- **WHAT YOU ARE ASKED TO DO**: Show every line in the entries below where the word "starts" appears.

★ ★ ★ ★ ★ ★ ★

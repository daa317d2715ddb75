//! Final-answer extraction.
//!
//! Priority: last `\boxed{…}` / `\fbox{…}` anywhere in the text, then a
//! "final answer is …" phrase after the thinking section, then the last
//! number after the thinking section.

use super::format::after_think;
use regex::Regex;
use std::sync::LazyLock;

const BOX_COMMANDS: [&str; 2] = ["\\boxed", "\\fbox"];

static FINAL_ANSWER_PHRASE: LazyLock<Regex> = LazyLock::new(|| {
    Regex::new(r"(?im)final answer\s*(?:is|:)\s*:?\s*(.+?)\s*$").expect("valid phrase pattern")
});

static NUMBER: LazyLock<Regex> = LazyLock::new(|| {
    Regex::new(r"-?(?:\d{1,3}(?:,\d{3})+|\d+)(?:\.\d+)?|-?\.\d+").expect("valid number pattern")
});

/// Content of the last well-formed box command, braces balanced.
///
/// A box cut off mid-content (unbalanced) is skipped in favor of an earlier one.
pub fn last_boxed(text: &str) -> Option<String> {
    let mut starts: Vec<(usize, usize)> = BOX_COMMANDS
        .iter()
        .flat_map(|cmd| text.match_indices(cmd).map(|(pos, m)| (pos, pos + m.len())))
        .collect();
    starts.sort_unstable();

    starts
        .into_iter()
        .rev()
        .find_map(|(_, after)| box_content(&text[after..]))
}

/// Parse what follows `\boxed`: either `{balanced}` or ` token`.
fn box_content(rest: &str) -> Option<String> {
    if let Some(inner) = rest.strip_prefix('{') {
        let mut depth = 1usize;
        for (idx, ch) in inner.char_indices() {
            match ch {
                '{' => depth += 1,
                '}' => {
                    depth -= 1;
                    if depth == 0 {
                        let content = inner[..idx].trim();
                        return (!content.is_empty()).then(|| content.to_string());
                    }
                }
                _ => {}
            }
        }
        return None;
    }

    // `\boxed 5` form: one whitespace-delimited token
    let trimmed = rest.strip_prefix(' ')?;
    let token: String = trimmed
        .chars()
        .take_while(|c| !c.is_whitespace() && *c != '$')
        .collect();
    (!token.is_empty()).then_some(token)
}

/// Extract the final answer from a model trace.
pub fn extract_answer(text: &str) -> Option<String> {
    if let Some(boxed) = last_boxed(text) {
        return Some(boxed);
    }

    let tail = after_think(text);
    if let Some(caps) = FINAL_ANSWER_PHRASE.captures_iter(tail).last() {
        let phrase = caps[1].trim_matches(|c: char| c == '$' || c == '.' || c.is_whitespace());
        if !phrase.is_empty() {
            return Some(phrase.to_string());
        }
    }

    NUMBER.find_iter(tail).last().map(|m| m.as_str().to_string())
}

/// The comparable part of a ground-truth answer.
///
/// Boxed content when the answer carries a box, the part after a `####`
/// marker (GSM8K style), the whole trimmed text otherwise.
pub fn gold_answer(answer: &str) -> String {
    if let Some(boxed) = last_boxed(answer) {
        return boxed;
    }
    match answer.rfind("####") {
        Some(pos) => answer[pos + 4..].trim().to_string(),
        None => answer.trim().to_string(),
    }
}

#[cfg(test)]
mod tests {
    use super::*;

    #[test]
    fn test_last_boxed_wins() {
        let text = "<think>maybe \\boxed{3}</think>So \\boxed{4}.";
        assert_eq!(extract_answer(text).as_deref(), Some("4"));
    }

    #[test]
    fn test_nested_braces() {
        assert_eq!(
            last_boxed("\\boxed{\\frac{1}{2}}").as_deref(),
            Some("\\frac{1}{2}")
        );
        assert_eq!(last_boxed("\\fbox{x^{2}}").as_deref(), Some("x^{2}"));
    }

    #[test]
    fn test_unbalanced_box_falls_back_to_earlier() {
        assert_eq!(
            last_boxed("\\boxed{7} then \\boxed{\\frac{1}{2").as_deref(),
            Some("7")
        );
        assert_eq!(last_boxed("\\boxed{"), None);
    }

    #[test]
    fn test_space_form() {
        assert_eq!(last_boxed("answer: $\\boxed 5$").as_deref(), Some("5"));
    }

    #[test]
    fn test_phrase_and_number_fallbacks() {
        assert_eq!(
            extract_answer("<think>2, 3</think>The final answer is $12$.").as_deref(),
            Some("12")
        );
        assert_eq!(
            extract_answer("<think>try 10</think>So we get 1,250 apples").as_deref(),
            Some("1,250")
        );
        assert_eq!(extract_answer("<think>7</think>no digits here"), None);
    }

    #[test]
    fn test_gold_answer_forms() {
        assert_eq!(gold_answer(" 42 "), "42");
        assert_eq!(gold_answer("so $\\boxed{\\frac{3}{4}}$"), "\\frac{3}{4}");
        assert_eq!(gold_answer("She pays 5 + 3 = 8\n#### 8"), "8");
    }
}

★ ★ ★ ★ ★ ★ ★

- **THE ANSWER**:
    let mut starts: Vec<(usize, usize)> = BOX_COMMANDS
    starts.sort_unstable();
    starts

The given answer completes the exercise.